---------- Data for processing

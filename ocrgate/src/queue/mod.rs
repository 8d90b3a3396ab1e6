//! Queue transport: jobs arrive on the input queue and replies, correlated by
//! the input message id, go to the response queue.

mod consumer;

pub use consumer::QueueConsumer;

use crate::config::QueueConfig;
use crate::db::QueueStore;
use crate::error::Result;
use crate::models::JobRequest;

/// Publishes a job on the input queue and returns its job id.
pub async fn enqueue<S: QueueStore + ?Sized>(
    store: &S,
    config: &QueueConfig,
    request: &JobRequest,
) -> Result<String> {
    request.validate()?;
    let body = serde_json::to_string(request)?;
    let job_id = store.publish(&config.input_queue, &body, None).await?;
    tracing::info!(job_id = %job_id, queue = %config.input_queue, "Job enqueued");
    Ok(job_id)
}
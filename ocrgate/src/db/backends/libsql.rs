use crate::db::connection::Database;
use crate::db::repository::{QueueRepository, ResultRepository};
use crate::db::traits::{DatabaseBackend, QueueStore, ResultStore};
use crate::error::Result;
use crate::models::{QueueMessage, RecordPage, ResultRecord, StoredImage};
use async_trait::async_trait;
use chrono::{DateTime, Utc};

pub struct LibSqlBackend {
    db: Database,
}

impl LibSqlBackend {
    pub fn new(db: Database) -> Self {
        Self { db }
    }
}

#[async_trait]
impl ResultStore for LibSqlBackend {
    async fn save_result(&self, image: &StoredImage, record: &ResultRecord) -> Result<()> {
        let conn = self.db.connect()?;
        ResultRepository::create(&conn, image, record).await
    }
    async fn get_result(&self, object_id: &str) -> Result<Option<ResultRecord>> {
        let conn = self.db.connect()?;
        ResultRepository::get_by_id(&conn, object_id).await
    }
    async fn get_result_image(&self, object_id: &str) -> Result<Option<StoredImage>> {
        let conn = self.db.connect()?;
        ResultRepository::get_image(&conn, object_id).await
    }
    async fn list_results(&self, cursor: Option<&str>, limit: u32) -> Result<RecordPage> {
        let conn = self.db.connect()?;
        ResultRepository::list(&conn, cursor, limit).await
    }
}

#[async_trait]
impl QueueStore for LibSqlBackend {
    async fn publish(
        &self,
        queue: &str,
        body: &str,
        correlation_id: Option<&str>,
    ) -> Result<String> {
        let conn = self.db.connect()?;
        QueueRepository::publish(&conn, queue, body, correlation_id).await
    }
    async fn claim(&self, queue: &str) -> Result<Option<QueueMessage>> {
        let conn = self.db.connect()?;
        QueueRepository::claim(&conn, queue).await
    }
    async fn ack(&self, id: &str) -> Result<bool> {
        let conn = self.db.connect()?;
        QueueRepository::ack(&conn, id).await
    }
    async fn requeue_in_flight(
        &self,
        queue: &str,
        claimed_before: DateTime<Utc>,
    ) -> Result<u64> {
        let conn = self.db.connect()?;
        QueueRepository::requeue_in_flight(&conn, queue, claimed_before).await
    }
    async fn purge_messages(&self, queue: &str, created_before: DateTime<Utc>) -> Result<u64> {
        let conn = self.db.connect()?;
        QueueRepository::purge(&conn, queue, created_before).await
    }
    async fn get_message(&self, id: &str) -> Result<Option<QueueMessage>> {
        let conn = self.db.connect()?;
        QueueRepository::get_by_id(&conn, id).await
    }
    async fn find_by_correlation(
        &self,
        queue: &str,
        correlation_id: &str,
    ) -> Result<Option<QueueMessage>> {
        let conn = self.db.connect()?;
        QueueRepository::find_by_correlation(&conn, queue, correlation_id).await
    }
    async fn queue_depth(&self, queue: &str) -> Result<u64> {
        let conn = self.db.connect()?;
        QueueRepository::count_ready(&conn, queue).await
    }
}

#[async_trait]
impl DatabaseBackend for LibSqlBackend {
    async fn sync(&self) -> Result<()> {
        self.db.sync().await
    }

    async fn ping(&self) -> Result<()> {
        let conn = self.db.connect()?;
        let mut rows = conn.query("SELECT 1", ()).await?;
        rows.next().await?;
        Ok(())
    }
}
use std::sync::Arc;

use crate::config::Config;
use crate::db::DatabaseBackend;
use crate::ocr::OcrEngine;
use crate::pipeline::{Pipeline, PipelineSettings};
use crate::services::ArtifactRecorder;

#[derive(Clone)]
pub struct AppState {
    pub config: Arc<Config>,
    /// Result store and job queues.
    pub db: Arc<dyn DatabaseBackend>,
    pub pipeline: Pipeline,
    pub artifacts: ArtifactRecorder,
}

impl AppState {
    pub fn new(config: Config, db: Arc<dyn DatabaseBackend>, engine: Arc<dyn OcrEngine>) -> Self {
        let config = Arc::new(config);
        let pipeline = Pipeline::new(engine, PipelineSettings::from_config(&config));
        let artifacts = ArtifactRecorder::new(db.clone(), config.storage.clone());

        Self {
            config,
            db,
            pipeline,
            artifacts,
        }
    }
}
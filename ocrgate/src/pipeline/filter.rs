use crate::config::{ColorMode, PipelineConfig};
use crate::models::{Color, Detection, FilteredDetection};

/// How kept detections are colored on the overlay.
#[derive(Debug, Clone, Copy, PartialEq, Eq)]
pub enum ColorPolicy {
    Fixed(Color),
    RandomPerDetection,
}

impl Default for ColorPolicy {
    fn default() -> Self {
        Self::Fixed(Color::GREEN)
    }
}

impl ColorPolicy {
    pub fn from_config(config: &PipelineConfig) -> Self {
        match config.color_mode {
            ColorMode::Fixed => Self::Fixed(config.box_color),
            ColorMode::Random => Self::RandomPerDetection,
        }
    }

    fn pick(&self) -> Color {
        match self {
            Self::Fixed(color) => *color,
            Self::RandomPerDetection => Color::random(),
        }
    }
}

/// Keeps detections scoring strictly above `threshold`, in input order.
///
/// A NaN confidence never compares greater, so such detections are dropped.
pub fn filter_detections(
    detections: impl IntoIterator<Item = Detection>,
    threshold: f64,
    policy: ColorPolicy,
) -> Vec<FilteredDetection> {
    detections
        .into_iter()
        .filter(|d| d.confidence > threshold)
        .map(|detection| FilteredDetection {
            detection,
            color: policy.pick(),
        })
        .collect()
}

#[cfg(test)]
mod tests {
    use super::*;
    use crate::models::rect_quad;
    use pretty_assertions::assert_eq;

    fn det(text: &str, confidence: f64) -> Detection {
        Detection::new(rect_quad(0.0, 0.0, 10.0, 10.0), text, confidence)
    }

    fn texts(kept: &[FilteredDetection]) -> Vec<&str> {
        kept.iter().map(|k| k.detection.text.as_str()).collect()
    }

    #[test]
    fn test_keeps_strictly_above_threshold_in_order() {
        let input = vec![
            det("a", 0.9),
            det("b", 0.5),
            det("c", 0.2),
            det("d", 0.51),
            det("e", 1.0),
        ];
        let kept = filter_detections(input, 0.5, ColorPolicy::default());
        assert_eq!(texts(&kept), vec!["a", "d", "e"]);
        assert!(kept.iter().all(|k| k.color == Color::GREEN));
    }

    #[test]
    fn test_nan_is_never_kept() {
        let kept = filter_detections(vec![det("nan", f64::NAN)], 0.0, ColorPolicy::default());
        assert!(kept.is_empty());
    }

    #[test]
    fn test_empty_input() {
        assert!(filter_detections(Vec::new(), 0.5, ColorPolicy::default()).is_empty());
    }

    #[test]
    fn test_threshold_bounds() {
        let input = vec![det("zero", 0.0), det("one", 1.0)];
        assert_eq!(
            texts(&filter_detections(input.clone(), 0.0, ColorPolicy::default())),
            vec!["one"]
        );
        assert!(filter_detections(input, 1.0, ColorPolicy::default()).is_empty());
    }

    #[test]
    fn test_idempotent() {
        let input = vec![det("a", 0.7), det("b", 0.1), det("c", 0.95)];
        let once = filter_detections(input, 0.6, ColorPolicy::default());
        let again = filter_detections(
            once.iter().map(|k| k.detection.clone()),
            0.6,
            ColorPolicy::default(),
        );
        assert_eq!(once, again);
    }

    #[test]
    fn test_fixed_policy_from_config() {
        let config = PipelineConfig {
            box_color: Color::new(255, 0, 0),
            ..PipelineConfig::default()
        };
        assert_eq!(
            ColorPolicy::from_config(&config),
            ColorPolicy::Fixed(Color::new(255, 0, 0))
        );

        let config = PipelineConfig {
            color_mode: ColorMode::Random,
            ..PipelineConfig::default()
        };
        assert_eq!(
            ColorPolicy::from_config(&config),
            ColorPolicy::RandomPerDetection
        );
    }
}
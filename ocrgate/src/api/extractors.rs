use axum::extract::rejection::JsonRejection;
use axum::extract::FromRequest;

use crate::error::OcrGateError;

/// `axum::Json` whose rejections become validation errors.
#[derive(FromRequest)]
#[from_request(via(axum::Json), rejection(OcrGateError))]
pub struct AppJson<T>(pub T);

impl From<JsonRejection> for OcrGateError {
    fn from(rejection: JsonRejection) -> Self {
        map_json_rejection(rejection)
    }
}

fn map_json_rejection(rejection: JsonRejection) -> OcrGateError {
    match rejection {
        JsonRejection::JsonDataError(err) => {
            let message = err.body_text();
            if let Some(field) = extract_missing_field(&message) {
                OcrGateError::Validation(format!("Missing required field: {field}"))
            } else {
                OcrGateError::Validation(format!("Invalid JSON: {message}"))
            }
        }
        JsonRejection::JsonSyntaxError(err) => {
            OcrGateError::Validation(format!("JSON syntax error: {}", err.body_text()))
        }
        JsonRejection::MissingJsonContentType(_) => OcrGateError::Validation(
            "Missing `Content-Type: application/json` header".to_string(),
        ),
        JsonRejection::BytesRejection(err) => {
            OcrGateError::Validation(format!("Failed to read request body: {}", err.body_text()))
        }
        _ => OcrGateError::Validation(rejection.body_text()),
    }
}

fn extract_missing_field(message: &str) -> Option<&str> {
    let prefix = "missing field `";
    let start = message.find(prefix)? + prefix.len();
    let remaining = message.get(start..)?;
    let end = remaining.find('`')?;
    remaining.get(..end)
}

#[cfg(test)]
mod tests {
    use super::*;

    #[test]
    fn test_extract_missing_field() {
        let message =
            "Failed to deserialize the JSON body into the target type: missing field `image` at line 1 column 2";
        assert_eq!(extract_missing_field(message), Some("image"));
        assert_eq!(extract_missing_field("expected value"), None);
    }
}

--------------------

Work instruction:
Your task is to gather all lines from the entries above that hold the word "impl".

Result of this task:
impl LibSqlBackend {
impl ResultStore for LibSqlBackend {
impl QueueStore for LibSqlBackend {
impl DatabaseBackend for LibSqlBackend {
impl AppState {
impl Default for ColorPolicy {
impl ColorPolicy {
    detections: impl IntoIterator<Item = Detection>,
impl From<JsonRejection> for OcrGateError {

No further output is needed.